── PROVIDED INFORMATION ──

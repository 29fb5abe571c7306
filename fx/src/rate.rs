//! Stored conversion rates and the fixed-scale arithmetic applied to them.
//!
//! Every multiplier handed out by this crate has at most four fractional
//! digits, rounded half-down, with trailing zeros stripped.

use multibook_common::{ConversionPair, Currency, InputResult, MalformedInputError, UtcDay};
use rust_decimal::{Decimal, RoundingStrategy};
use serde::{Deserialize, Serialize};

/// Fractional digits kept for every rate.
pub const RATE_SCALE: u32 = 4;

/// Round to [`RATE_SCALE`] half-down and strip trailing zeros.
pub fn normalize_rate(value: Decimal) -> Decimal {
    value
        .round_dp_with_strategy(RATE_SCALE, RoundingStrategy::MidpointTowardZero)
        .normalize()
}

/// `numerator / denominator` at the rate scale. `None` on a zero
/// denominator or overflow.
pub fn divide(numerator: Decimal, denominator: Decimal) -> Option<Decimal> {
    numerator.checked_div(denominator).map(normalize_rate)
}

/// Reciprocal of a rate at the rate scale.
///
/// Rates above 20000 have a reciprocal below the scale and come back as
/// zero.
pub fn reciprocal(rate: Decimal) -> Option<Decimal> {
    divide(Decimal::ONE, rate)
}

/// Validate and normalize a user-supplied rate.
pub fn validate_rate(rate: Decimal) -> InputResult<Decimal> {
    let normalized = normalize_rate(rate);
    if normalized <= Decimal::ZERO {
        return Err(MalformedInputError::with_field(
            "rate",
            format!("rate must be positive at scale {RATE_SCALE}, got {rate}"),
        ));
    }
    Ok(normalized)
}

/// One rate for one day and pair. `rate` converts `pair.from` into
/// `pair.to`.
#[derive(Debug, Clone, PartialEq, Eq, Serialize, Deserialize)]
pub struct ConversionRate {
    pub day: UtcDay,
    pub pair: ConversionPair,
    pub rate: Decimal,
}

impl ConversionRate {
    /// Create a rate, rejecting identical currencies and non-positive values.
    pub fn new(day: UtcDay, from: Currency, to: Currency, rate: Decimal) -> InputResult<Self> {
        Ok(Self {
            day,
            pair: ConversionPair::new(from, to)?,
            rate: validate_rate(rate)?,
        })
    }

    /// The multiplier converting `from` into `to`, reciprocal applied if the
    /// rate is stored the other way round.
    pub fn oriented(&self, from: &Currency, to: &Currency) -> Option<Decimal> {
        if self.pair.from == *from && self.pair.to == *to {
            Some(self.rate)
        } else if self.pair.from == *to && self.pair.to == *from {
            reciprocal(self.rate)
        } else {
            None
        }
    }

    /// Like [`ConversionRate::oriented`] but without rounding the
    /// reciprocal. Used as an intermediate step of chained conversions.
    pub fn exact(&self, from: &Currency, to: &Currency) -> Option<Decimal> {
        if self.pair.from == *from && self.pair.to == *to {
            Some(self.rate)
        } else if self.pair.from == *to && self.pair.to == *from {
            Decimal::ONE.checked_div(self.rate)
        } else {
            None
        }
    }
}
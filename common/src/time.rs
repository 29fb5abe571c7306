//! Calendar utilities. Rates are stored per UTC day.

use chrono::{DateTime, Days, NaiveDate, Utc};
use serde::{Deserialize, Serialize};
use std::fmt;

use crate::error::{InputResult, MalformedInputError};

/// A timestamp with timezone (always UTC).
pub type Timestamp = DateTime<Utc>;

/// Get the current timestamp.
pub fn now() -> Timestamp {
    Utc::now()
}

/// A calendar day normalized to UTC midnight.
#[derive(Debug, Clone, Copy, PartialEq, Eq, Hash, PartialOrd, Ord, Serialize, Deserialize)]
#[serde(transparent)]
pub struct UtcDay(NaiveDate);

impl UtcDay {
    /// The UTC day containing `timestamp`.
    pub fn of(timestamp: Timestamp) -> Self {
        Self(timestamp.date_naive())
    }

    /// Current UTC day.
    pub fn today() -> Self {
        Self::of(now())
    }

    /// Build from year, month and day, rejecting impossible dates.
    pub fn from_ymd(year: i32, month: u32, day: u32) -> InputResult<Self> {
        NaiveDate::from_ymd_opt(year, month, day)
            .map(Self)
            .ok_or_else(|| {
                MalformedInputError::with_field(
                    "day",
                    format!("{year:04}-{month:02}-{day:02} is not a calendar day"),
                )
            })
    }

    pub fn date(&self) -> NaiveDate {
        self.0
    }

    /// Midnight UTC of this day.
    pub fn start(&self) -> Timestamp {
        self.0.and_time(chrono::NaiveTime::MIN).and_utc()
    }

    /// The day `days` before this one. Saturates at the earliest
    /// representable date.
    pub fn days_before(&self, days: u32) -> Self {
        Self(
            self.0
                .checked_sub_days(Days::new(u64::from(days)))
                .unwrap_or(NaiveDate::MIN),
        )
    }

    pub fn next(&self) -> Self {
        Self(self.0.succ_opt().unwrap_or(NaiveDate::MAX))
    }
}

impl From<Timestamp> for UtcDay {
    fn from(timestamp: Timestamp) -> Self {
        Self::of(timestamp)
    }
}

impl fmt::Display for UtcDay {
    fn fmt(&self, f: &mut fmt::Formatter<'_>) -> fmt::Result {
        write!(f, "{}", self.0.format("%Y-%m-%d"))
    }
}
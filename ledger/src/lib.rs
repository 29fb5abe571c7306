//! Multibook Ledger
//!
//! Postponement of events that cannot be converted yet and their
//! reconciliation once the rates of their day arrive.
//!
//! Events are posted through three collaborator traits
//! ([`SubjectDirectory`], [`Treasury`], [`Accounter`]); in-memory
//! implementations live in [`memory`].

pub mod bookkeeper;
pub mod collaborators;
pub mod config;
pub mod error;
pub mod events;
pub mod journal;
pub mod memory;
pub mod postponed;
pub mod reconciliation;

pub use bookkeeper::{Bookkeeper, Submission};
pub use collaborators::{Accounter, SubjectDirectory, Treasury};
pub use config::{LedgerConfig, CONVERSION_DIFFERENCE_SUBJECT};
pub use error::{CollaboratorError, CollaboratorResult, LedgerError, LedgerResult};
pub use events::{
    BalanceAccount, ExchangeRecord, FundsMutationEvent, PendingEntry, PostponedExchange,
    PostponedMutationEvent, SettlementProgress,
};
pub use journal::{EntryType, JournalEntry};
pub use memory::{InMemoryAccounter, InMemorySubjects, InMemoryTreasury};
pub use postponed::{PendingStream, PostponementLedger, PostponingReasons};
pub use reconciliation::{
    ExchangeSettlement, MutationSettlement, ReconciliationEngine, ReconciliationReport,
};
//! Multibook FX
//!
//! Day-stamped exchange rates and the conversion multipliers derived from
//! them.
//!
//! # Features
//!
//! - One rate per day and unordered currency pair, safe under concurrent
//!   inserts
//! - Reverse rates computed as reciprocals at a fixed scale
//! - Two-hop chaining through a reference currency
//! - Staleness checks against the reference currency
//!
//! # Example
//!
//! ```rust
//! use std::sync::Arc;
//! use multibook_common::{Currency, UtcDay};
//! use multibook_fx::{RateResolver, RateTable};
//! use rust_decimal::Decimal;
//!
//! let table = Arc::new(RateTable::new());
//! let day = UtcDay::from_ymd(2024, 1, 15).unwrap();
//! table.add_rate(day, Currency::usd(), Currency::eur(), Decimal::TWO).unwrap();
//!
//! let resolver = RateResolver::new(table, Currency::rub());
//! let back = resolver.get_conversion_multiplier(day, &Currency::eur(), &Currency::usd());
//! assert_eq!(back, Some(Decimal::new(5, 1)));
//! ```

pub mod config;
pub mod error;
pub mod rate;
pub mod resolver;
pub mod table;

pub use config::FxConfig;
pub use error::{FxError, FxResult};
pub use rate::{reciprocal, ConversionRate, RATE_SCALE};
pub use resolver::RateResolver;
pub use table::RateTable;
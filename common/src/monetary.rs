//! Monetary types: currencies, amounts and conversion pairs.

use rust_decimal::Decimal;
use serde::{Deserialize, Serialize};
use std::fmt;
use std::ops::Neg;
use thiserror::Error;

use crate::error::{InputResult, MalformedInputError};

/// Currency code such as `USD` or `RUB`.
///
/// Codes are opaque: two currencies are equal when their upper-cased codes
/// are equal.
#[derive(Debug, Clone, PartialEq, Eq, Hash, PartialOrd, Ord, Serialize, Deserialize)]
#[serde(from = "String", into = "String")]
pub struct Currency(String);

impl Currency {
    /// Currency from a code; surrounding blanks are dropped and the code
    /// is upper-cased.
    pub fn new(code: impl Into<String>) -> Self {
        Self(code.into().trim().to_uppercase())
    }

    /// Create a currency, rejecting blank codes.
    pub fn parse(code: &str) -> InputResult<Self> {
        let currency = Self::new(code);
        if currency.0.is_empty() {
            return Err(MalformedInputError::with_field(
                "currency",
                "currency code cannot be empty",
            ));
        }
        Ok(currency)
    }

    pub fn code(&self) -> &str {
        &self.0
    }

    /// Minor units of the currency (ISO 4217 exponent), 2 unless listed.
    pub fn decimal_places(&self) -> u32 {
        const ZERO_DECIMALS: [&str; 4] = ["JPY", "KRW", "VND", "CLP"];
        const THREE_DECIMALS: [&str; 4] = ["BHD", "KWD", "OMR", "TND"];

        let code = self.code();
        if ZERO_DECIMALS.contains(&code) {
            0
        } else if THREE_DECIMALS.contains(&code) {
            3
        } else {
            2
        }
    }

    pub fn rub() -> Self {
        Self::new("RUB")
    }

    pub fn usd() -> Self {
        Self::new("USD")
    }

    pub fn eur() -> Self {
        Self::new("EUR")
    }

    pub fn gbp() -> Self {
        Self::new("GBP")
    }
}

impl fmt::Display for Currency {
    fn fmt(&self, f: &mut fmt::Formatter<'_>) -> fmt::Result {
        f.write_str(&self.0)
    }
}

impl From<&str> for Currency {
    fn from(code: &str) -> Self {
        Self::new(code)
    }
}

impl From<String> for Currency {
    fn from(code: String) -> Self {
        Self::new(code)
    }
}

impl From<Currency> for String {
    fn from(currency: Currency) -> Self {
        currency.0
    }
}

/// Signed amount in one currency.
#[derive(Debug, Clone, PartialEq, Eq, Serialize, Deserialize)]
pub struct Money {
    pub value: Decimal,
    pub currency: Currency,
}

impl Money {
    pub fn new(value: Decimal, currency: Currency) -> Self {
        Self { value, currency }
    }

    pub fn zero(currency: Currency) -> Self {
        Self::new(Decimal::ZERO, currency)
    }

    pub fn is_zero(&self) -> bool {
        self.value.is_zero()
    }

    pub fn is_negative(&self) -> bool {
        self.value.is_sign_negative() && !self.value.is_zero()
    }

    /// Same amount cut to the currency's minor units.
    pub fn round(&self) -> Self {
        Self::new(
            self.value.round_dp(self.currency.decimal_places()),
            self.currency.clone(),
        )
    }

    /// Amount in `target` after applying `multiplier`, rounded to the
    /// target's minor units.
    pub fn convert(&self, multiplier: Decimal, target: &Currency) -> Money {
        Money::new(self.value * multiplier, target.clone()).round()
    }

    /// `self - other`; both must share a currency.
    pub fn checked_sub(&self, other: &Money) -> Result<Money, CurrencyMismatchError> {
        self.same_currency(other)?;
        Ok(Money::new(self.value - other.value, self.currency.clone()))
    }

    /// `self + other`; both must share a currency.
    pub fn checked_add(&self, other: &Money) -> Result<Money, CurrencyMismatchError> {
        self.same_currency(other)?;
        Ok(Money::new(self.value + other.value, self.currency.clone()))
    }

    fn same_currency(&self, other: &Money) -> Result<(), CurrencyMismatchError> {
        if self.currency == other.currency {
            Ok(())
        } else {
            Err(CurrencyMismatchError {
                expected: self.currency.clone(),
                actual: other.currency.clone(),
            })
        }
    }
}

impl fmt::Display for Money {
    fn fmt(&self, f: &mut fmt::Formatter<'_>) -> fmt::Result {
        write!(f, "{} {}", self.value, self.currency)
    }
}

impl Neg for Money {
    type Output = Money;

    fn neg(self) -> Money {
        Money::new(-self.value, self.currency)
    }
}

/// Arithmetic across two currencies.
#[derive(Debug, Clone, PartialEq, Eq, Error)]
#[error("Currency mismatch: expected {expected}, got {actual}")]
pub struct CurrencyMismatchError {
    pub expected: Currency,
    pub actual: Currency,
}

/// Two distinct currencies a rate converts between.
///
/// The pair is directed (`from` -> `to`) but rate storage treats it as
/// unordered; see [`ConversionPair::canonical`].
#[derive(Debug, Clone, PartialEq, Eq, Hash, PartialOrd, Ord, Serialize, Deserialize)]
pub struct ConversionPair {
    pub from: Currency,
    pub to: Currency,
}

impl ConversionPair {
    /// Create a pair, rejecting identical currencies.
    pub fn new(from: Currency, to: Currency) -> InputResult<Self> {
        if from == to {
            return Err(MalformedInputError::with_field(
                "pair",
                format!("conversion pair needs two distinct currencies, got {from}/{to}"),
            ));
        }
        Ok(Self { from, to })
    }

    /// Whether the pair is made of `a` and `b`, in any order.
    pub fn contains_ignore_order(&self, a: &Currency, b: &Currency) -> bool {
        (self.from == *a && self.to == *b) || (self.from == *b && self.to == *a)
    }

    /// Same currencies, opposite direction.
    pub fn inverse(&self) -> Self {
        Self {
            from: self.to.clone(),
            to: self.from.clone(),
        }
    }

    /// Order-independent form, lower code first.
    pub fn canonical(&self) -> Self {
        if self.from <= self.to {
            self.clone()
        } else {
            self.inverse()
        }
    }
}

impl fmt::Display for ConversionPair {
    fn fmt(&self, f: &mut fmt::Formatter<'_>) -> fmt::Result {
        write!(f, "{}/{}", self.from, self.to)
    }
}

───

→ TASK STATEMENT
Scan the records above and show every line in which the word "Display" occurs.

→ PROBLEM SOLUTION
impl fmt::Display for UtcDay {
impl fmt::Display for Currency {
impl fmt::Display for Money {
impl fmt::Display for ConversionPair {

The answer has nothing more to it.